> [TASK DESCRIPTION]:
What is the number of lines below that contain the word "Bottom"? Respond with that number alone.

[Collected data]
= Beginning of Section =

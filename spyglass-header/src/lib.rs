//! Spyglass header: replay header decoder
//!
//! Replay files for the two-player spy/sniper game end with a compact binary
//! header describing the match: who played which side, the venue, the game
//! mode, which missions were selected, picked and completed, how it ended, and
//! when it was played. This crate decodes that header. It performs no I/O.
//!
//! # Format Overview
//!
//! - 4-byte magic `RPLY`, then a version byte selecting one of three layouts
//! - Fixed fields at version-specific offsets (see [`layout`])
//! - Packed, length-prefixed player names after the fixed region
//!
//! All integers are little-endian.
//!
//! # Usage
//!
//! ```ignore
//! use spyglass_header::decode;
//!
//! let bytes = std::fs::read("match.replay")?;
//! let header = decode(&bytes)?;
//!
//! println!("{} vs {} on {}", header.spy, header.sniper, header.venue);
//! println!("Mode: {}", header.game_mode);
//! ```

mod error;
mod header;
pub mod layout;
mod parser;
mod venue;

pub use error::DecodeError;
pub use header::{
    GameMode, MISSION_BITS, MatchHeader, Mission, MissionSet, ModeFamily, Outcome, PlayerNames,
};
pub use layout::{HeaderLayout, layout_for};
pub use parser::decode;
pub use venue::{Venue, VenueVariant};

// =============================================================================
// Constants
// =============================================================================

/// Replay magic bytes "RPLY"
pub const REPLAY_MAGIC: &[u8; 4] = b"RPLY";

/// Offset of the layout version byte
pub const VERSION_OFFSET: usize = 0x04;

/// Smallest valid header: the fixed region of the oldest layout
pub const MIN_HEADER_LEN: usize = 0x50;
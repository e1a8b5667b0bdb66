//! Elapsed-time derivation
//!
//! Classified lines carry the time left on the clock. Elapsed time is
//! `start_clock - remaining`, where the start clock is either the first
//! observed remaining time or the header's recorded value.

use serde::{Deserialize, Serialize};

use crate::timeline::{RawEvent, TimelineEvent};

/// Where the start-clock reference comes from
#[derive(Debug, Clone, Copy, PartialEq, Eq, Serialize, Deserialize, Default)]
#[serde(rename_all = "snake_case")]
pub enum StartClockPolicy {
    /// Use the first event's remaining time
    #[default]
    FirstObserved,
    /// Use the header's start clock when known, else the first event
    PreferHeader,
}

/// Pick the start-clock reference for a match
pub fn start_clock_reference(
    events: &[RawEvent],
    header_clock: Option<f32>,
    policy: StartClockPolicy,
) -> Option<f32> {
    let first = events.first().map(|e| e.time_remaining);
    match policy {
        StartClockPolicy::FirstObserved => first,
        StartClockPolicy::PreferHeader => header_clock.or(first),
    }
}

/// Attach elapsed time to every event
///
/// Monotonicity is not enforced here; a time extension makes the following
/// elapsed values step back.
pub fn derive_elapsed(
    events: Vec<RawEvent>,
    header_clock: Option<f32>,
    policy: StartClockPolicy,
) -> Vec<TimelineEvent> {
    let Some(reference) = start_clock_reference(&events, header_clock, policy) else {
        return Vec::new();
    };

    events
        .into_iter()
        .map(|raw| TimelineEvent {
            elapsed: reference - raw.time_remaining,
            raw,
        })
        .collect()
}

= End of Section =
= Beginning of Section =

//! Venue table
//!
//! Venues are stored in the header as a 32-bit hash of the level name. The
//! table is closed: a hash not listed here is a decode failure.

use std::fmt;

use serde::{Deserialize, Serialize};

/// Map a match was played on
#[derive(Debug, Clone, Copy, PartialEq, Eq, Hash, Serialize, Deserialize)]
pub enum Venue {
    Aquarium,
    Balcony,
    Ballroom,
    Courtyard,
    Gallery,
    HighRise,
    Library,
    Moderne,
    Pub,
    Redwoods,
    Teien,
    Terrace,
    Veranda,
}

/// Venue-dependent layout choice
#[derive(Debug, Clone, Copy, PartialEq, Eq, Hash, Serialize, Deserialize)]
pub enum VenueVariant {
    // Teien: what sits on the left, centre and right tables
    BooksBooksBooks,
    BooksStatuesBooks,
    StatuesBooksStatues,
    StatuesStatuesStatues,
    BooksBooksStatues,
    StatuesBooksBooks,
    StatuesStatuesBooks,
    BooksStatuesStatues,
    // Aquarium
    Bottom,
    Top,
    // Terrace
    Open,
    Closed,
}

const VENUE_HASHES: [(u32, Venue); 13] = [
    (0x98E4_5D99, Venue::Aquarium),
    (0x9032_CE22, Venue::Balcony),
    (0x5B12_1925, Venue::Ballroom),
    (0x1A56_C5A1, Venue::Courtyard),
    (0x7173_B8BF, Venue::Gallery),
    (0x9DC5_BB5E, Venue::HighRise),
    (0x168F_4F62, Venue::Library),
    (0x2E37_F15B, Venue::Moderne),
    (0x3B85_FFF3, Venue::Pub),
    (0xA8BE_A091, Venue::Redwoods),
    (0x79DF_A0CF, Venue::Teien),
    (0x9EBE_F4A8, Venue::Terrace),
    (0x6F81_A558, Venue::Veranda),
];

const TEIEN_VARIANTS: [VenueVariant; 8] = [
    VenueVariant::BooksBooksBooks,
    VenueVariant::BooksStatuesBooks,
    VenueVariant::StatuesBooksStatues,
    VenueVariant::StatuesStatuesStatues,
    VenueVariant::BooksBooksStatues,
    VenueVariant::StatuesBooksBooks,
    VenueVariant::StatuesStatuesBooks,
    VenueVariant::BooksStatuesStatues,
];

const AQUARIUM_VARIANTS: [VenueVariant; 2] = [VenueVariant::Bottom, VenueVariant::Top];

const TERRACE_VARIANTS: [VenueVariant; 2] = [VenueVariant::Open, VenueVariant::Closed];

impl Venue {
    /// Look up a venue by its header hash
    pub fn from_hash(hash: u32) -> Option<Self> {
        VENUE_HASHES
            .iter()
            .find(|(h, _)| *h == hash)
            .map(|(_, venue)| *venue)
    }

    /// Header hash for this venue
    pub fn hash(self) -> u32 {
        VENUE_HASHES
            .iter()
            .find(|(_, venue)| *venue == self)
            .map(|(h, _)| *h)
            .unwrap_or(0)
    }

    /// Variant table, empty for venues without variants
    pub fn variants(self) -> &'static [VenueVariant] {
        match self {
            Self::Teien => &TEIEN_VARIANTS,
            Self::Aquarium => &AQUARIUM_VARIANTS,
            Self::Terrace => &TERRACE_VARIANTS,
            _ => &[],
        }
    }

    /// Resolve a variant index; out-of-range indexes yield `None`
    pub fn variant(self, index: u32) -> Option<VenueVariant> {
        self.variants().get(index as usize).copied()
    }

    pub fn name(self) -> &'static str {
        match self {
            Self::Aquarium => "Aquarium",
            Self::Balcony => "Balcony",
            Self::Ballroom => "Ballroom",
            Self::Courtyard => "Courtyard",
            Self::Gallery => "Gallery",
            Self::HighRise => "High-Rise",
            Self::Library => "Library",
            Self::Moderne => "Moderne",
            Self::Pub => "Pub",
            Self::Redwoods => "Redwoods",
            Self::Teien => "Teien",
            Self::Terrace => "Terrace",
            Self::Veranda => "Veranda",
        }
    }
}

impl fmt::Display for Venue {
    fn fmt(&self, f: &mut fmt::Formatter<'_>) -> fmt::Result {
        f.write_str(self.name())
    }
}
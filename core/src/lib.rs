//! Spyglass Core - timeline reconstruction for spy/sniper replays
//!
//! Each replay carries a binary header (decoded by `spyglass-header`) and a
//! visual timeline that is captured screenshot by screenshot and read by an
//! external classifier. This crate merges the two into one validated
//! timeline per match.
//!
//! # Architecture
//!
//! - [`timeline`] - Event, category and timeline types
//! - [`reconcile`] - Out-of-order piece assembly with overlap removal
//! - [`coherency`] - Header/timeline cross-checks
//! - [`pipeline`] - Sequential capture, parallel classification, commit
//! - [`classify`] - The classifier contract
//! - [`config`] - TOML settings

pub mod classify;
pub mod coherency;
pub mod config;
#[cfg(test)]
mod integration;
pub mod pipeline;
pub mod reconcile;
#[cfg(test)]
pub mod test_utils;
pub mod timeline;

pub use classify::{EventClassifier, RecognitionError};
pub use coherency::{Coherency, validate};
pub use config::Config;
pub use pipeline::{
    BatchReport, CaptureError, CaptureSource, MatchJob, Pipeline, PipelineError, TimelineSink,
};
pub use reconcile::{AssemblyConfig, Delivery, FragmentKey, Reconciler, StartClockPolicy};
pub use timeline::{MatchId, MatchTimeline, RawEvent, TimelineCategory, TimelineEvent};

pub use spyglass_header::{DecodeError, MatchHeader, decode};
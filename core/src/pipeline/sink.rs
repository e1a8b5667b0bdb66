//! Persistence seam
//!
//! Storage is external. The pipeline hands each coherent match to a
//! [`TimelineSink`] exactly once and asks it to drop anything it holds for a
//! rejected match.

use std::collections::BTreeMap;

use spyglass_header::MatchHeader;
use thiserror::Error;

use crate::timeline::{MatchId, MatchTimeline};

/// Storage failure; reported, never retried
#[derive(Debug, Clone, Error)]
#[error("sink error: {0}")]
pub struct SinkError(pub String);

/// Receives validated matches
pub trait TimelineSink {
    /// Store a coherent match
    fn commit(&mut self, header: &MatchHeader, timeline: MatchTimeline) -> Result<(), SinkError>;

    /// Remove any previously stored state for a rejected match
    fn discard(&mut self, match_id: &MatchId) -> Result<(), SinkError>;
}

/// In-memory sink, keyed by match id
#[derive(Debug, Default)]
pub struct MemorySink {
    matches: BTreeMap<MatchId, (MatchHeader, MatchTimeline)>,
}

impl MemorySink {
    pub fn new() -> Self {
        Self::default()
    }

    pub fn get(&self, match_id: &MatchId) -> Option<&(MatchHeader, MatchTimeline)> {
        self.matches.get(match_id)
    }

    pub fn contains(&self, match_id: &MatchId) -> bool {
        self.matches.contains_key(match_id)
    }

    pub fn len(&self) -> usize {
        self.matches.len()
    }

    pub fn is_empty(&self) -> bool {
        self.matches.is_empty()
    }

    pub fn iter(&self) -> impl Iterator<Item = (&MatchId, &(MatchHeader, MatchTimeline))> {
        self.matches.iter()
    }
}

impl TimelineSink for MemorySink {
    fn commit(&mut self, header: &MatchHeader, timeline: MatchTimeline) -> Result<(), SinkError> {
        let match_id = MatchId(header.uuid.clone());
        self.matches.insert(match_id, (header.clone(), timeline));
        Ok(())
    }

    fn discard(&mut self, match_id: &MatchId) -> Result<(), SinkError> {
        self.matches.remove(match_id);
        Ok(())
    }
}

= End of Section =
= Beginning of Section =

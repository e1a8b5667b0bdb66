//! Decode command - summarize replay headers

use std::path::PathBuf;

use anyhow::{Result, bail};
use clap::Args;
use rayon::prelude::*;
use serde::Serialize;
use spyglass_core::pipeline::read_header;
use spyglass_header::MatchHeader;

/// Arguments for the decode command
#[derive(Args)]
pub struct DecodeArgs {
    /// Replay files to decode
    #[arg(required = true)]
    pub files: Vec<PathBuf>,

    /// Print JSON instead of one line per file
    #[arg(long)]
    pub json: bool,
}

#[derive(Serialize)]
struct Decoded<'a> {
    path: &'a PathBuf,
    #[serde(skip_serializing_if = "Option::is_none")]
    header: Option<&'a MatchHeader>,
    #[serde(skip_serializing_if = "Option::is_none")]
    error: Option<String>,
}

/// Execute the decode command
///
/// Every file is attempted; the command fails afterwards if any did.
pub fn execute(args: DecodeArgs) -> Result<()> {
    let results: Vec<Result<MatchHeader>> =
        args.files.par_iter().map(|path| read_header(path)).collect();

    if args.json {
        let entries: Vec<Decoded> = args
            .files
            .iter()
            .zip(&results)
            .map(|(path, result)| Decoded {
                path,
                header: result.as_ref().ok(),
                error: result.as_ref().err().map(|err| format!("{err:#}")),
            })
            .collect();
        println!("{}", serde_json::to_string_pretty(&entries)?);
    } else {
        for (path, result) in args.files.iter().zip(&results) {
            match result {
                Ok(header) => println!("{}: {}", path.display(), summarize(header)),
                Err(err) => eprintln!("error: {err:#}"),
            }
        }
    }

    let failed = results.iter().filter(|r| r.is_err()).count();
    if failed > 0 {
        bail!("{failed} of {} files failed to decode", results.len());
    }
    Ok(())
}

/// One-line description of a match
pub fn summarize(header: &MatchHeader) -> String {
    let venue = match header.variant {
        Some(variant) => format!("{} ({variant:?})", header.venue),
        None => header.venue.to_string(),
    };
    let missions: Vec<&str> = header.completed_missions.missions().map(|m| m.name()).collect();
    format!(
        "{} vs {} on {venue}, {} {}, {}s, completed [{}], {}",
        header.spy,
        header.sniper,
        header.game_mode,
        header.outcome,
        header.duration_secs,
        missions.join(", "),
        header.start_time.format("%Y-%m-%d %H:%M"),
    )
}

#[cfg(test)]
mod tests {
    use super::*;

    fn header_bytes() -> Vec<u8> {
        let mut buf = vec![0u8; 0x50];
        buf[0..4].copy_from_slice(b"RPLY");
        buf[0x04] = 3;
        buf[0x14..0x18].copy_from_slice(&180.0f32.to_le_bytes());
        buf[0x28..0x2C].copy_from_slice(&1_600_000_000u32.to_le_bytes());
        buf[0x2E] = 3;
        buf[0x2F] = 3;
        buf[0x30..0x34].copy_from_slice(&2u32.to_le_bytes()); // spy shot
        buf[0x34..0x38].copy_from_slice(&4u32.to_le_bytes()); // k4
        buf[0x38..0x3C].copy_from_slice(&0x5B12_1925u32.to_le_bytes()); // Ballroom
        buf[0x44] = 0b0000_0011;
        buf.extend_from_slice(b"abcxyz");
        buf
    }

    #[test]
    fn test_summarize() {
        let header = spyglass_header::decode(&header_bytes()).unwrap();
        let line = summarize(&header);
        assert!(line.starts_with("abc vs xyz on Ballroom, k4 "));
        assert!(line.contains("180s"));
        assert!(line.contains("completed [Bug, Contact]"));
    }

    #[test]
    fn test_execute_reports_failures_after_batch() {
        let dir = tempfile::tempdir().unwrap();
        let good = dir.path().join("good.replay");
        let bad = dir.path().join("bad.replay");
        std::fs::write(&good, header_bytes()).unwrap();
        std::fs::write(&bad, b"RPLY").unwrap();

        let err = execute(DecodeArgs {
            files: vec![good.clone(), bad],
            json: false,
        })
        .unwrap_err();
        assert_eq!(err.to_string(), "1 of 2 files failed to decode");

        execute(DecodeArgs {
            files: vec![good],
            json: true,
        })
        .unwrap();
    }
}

= End of Section =

> [ANSWER FOR THE TASK]:
2